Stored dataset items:
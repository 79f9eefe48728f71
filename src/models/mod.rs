pub mod account;
pub mod call;
pub mod customer;
pub mod order;
pub mod payment;
pub mod product;
pub mod purchase;
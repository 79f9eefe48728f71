use chrono::{DateTime, Utc};
use serde::Serialize;
use sqlx::FromRow;

use crate::dtos::product::{ProductDraft, ProductFilter, StockLevel};
use crate::filter::{contains_ci, exact};
use crate::gateway::{Gateway, Table};
use crate::resource::Resource;

#[derive(Debug, Clone, Serialize, FromRow, PartialEq)]
pub struct Product {
    pub id: i64,
    pub name: String,
    pub description: Option<String>,
    pub price: f64,
    pub stock: i32,
    pub min_stock: i32,
    pub category: String,
    pub created_at: DateTime<Utc>,
}

impl Product {
    pub fn is_low_stock(&self) -> bool {
        self.stock <= self.min_stock
    }
}

/// Distinct categories in first-seen order.
pub fn categories(products: &[Product]) -> Vec<String> {
    let mut seen: Vec<String> = Vec::new();
    for product in products {
        if !seen.contains(&product.category) {
            seen.push(product.category.clone());
        }
    }
    seen
}

impl Resource for Product {
    type Draft = ProductDraft;
    type Filter = ProductFilter;

    const LABEL: &'static str = "Product";

    fn id(&self) -> i64 {
        self.id
    }

    fn draft(&self) -> ProductDraft {
        ProductDraft {
            name: self.name.clone(),
            description: self.description.clone(),
            price: Some(self.price),
            stock: self.stock,
            min_stock: self.min_stock,
            category: self.category.clone(),
        }
    }

    fn matches(&self, filter: &ProductFilter) -> bool {
        let stock_ok = match filter.stock.unwrap_or_default() {
            StockLevel::All => true,
            StockLevel::Low => self.is_low_stock(),
            StockLevel::Normal => !self.is_low_stock(),
        };
        let category = filter.category.as_ref().filter(|c| !c.is_empty());

        contains_ci(Some(&self.name), filter.name.as_deref())
            && exact(&self.category, category)
            && stock_ok
    }

    fn table(gateway: &dyn Gateway) -> &dyn Table<Self> {
        gateway.products()
    }
}

#[cfg(test)]
mod tests {
    use super::*;

    fn product(name: &str, category: &str, stock: i32, min_stock: i32) -> Product {
        Product {
            id: 1,
            name: name.to_string(),
            description: None,
            price: 10.0,
            stock,
            min_stock,
            category: category.to_string(),
            created_at: Utc::now(),
        }
    }

    #[test]
    fn low_stock_includes_threshold() {
        assert!(product("Yerba", "Almacén", 5, 5).is_low_stock());
        assert!(!product("Yerba", "Almacén", 6, 5).is_low_stock());
    }

    #[test]
    fn stock_level_filter_splits_low_and_normal() {
        let low = product("Azúcar", "Almacén", 1, 3);
        let normal = product("Arroz", "Almacén", 10, 3);
        let filter = ProductFilter { stock: Some(StockLevel::Low), ..Default::default() };
        assert!(low.matches(&filter));
        assert!(!normal.matches(&filter));
    }

    #[test]
    fn category_filter_is_exact() {
        let p = product("Lavandina", "Limpieza", 4, 1);
        let partial = ProductFilter { category: Some("Limp".into()), ..Default::default() };
        let full = ProductFilter { category: Some("Limpieza".into()), ..Default::default() };
        assert!(!p.matches(&partial));
        assert!(p.matches(&full));
    }

    #[test]
    fn categories_are_distinct() {
        let list = vec![
            product("a", "Bebidas", 1, 0),
            product("b", "Almacén", 1, 0),
            product("c", "Bebidas", 1, 0),
        ];
        assert_eq!(categories(&list), vec!["Bebidas".to_string(), "Almacén".to_string()]);
    }
}
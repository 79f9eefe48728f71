//! Persistence seam for every entity.
//!
//! The rest of the crate talks to storage only through [`Gateway`]. Two
//! implementations exist: [`PgGateway`] on top of a `sqlx` pool and
//! [`MemoryGateway`], an in-process store used by tests and `GATEWAY=memory`.

use async_trait::async_trait;
use thiserror::Error;

use crate::models::account::{Account, Profile};
use crate::models::call::Call;
use crate::models::customer::Customer;
use crate::models::order::{Order, OrderPlan};
use crate::models::payment::Payment;
use crate::models::product::Product;
use crate::models::purchase::Purchase;
use crate::resource::Resource;

pub mod memory;
pub mod postgres;

pub use memory::MemoryGateway;
pub use postgres::PgGateway;

pub type GatewayResult<T> = Result<T, GatewayError>;

/// Failure reported by the storage layer. The message is meant for end users.
#[derive(Debug, Clone, Error, PartialEq)]
pub enum GatewayError {
    /// A not-null, check or type constraint refused the row.
    #[error("{0}")]
    Rejected(String),
    /// Unique or foreign-key constraint violation.
    #[error("{0}")]
    Conflict(String),
    #[error("{0}")]
    NotFound(String),
    /// The conditional stock decrement of an order save found too few units.
    #[error("Insufficient stock for {product}")]
    InsufficientStock { product: String },
    /// Connection, pool or I/O failure.
    #[error("{0}")]
    Unavailable(String),
}

impl From<sqlx::Error> for GatewayError {
    fn from(err: sqlx::Error) -> Self {
        match err {
            sqlx::Error::Database(db_err) => {
                let message = db_err.message().to_string();
                match db_err.code().as_deref() {
                    Some("23505") | Some("23503") => GatewayError::Conflict(message),
                    _ => GatewayError::Rejected(message),
                }
            }
            sqlx::Error::RowNotFound => GatewayError::NotFound("Row not found".to_string()),
            other => GatewayError::Unavailable(other.to_string()),
        }
    }
}

/// Table-level CRUD for one entity.
#[async_trait]
pub trait Table<R: Resource>: Send + Sync {
    /// All rows, joined with the customer name where the entity has one,
    /// in the entity's natural listing order.
    async fn list(&self) -> GatewayResult<Vec<R>>;

    async fn get(&self, id: i64) -> GatewayResult<Option<R>>;

    async fn insert(&self, draft: &R::Draft) -> GatewayResult<R>;

    /// `Ok(None)` when no row has this id.
    async fn update(&self, id: i64, draft: &R::Draft) -> GatewayResult<Option<R>>;

    /// `Ok(false)` when no row has this id.
    async fn delete(&self, id: i64) -> GatewayResult<bool>;
}

/// Orders own their lines, so they are stored as a unit rather than through [`Table`].
#[async_trait]
pub trait OrderStore: Send + Sync {
    /// Orders with their lines, newest first.
    async fn list_orders(&self) -> GatewayResult<Vec<Order>>;

    async fn get_order(&self, id: i64) -> GatewayResult<Option<Order>>;

    /// Persists the header, replaces the lines and takes the ordered quantities
    /// out of stock, all or nothing. When `plan.id` names an existing order its
    /// previous lines are returned to stock first.
    async fn save_order(&self, plan: &OrderPlan) -> GatewayResult<Order>;

    async fn delete_order(&self, id: i64) -> GatewayResult<bool>;
}

/// Accounts back the session provider; profiles are the application-side user rows.
#[async_trait]
pub trait AccountStore: Send + Sync {
    async fn find_account(&self, email: &str) -> GatewayResult<Option<Account>>;

    async fn create_account(&self, email: &str, password_hash: &str) -> GatewayResult<Account>;

    async fn find_profile(&self, user_id: i64) -> GatewayResult<Option<Profile>>;

    async fn create_profile(&self, user_id: i64, email: &str) -> GatewayResult<Profile>;
}

#[async_trait]
pub trait Gateway: OrderStore + AccountStore + Send + Sync {
    fn customers(&self) -> &dyn Table<Customer>;
    fn calls(&self) -> &dyn Table<Call>;
    fn purchases(&self) -> &dyn Table<Purchase>;
    fn payments(&self) -> &dyn Table<Payment>;
    fn products(&self) -> &dyn Table<Product>;

    async fn health_check(&self) -> GatewayResult<()>;
}

#[cfg(test)]
mod tests {
    use super::*;

    #[test]
    fn row_not_found_becomes_not_found() {
        assert!(matches!(GatewayError::from(sqlx::Error::RowNotFound), GatewayError::NotFound(_)));
    }

    #[test]
    fn pool_failures_are_unavailable() {
        assert!(matches!(GatewayError::from(sqlx::Error::PoolTimedOut), GatewayError::Unavailable(_)));
    }
}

Required action: Please reproduce exactly the lines from the first one of the records above through the line containing "impl Resource for", both included, and nothing else.

Response area:
repository 79f9eefe48728f71
filename src/models/mod.rs
pub mod account;
pub mod call;
pub mod customer;
pub mod order;
pub mod payment;
pub mod product;
pub mod purchase;
repository 79f9eefe48728f71
use chrono::{DateTime, Utc};
use serde::Serialize;
use sqlx::FromRow;

use crate::dtos::product::{ProductDraft, ProductFilter, StockLevel};
use crate::filter::{contains_ci, exact};
use crate::gateway::{Gateway, Table};
use crate::resource::Resource;

#[derive(Debug, Clone, Serialize, FromRow, PartialEq)]
pub struct Product {
    pub id: i64,
    pub name: String,
    pub description: Option<String>,
    pub price: f64,
    pub stock: i32,
    pub min_stock: i32,
    pub category: String,
    pub created_at: DateTime<Utc>,
}

impl Product {
    pub fn is_low_stock(&self) -> bool {
        self.stock <= self.min_stock
    }
}

/// Distinct categories in first-seen order.
pub fn categories(products: &[Product]) -> Vec<String> {
    let mut seen: Vec<String> = Vec::new();
    for product in products {
        if !seen.contains(&product.category) {
            seen.push(product.category.clone());
        }
    }
    seen
}

impl Resource for Product {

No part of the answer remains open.